◆ WHAT IS BEING ASKED: Return the opening lines of the material, word for word. End with the line that contains "let native = extract_native(&path, MIME_TEXT).unwrap();".

◆ RECORDED INFORMATION:
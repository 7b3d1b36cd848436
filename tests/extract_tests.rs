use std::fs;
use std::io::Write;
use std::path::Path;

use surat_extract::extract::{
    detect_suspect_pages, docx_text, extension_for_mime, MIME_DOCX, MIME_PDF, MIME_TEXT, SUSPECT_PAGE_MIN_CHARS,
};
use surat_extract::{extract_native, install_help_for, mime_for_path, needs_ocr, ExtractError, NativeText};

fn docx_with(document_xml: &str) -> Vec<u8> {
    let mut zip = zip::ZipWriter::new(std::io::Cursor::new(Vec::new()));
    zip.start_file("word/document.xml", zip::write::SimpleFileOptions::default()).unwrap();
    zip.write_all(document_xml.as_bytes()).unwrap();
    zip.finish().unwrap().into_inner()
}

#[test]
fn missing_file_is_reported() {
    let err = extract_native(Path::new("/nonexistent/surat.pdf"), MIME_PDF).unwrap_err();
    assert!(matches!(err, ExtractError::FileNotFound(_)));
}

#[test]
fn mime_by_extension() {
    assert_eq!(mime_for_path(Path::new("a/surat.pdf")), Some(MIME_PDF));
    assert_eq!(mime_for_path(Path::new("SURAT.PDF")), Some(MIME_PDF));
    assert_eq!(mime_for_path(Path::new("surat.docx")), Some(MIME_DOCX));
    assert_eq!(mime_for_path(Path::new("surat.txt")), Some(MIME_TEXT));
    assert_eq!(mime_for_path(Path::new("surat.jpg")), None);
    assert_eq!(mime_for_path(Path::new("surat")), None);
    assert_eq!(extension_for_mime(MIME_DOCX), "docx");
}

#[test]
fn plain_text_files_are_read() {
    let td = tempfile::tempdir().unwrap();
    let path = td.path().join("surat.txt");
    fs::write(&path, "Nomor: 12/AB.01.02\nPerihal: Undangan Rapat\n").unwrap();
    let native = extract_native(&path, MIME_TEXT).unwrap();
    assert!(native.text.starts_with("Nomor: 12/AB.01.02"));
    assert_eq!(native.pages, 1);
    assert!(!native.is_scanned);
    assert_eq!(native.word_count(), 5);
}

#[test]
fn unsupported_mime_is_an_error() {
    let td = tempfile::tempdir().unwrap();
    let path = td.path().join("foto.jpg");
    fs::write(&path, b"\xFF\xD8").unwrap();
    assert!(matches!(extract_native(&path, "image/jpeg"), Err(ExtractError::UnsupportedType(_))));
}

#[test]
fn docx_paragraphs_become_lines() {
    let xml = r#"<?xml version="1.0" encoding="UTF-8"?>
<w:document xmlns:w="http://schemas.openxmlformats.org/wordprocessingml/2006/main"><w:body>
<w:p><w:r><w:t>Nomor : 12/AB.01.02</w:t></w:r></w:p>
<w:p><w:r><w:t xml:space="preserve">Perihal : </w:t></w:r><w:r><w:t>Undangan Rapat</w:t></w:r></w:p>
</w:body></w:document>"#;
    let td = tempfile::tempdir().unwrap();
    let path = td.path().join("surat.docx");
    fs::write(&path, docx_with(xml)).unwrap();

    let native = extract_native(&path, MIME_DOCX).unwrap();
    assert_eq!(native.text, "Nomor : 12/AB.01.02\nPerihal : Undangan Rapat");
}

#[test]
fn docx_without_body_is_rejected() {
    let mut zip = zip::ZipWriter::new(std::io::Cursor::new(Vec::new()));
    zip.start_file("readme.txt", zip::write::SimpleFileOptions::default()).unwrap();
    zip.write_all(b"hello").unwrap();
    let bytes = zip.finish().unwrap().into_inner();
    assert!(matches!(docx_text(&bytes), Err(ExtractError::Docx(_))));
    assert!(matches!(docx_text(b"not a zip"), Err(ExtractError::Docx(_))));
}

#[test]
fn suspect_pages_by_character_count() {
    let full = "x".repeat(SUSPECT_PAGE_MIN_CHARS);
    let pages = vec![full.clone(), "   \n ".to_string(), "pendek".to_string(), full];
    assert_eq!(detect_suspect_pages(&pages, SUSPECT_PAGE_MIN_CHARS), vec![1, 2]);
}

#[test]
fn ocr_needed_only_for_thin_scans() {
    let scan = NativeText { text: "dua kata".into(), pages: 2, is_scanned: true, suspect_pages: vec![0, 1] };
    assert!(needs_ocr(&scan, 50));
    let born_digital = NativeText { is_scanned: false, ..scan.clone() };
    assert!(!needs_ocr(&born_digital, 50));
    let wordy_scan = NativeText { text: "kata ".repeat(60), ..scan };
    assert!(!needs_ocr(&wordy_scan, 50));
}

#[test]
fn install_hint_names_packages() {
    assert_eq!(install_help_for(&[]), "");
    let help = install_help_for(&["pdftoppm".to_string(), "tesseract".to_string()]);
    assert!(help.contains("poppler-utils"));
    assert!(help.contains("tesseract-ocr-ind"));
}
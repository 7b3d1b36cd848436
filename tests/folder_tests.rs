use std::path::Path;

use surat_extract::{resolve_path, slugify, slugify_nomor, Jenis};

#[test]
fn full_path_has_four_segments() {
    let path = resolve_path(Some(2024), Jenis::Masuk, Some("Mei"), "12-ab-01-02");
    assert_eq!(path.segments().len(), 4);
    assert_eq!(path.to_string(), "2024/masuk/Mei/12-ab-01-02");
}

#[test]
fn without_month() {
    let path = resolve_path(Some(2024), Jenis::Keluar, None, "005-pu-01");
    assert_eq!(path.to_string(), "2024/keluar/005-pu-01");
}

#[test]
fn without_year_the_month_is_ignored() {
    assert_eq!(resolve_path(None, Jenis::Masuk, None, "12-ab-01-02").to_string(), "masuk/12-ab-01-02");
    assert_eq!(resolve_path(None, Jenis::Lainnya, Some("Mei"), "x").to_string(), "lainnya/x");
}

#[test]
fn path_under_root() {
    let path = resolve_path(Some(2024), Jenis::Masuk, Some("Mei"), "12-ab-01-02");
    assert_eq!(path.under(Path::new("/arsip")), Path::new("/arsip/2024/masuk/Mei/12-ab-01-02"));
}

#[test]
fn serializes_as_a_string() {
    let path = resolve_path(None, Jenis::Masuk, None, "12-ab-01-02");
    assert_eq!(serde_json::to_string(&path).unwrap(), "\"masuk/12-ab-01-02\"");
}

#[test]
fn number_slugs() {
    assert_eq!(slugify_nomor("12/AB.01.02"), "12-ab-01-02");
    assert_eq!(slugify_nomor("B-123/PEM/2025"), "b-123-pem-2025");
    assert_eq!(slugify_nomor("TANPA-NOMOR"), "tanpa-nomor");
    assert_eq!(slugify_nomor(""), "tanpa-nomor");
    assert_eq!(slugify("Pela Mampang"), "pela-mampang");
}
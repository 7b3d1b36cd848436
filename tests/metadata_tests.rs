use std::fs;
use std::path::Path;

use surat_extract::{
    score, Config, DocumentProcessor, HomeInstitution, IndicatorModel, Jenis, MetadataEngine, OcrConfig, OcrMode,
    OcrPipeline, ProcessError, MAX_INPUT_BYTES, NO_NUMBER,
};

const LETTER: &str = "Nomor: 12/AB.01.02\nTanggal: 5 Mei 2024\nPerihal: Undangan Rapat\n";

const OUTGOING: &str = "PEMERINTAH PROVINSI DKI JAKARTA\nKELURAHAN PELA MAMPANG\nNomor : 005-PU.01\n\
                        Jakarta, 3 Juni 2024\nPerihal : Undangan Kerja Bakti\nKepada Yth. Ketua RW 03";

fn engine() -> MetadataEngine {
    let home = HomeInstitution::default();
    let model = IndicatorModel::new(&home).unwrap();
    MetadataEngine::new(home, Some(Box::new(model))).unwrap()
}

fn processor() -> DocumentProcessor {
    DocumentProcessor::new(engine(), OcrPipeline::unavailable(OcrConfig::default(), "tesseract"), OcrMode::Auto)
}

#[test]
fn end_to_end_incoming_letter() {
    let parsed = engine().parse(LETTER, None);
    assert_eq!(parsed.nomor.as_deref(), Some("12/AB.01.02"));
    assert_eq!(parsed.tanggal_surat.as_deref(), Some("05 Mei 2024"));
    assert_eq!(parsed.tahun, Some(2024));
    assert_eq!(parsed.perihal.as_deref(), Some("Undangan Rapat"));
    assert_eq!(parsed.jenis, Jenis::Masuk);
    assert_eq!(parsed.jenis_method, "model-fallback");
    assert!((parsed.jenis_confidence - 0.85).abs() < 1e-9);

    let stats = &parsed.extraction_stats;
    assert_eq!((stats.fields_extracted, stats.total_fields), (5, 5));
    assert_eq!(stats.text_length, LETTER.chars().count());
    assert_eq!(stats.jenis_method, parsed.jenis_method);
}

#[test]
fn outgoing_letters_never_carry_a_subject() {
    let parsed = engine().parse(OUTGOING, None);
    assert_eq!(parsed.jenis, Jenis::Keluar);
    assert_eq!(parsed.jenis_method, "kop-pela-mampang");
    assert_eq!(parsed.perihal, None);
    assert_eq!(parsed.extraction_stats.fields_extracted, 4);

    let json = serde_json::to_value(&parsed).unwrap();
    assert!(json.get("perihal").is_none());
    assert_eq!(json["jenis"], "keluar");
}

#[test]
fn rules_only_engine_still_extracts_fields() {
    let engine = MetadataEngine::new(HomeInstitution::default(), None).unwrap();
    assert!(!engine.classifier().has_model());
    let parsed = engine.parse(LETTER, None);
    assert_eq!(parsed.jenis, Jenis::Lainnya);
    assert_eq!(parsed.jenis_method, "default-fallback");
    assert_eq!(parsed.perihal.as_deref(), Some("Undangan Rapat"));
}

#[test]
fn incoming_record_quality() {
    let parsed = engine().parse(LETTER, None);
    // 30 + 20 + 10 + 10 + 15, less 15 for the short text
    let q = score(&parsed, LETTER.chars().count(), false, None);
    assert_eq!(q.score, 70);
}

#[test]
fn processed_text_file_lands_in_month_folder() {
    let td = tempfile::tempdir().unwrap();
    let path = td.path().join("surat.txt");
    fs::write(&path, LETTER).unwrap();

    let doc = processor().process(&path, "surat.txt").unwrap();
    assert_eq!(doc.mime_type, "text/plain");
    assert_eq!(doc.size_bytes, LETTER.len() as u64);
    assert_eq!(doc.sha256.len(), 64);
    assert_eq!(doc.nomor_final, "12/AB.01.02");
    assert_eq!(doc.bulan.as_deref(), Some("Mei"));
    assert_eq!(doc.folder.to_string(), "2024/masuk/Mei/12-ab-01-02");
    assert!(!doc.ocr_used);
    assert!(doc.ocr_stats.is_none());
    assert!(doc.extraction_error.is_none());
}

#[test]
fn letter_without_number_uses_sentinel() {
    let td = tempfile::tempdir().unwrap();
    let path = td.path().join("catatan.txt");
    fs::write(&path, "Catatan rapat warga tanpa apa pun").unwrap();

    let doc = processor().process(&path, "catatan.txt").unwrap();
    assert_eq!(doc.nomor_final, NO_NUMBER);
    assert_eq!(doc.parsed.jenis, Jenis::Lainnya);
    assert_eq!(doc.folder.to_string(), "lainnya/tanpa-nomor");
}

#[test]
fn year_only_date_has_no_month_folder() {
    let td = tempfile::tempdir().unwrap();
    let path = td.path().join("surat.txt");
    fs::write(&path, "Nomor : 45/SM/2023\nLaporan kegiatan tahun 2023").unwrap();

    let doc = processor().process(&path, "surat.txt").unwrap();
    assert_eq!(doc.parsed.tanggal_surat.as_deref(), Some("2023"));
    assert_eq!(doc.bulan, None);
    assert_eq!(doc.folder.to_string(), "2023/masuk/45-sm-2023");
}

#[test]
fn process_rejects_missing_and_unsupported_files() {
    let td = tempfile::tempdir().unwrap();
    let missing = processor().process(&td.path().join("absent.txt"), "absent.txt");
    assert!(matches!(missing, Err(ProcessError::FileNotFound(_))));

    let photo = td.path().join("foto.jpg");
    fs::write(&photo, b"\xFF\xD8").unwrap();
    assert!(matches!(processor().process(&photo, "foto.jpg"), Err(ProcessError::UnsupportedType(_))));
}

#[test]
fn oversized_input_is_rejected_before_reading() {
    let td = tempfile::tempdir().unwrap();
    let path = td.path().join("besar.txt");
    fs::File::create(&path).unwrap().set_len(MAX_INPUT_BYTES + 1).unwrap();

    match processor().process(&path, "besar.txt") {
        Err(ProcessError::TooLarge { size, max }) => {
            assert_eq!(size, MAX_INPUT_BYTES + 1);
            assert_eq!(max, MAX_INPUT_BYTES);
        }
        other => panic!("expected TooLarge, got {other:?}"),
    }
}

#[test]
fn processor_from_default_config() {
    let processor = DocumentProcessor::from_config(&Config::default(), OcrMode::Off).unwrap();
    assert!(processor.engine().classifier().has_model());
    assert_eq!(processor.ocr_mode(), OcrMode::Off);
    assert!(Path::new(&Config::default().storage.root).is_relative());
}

◆ EXPECTED ANSWER:
repository 7b3d1b36cd848436
filename tests/extract_tests.rs
use std::fs;
use std::io::Write;
use std::path::Path;

use surat_extract::extract::{
    detect_suspect_pages, docx_text, extension_for_mime, MIME_DOCX, MIME_PDF, MIME_TEXT, SUSPECT_PAGE_MIN_CHARS,
};
use surat_extract::{extract_native, install_help_for, mime_for_path, needs_ocr, ExtractError, NativeText};

fn docx_with(document_xml: &str) -> Vec<u8> {
    let mut zip = zip::ZipWriter::new(std::io::Cursor::new(Vec::new()));
    zip.start_file("word/document.xml", zip::write::SimpleFileOptions::default()).unwrap();
    zip.write_all(document_xml.as_bytes()).unwrap();
    zip.finish().unwrap().into_inner()
}

#[test]
fn missing_file_is_reported() {
    let err = extract_native(Path::new("/nonexistent/surat.pdf"), MIME_PDF).unwrap_err();
    assert!(matches!(err, ExtractError::FileNotFound(_)));
}

#[test]
fn mime_by_extension() {
    assert_eq!(mime_for_path(Path::new("a/surat.pdf")), Some(MIME_PDF));
    assert_eq!(mime_for_path(Path::new("SURAT.PDF")), Some(MIME_PDF));
    assert_eq!(mime_for_path(Path::new("surat.docx")), Some(MIME_DOCX));
    assert_eq!(mime_for_path(Path::new("surat.txt")), Some(MIME_TEXT));
    assert_eq!(mime_for_path(Path::new("surat.jpg")), None);
    assert_eq!(mime_for_path(Path::new("surat")), None);
    assert_eq!(extension_for_mime(MIME_DOCX), "docx");
}

#[test]
fn plain_text_files_are_read() {
    let td = tempfile::tempdir().unwrap();
    let path = td.path().join("surat.txt");
    fs::write(&path, "Nomor: 12/AB.01.02\nPerihal: Undangan Rapat\n").unwrap();
    let native = extract_native(&path, MIME_TEXT).unwrap();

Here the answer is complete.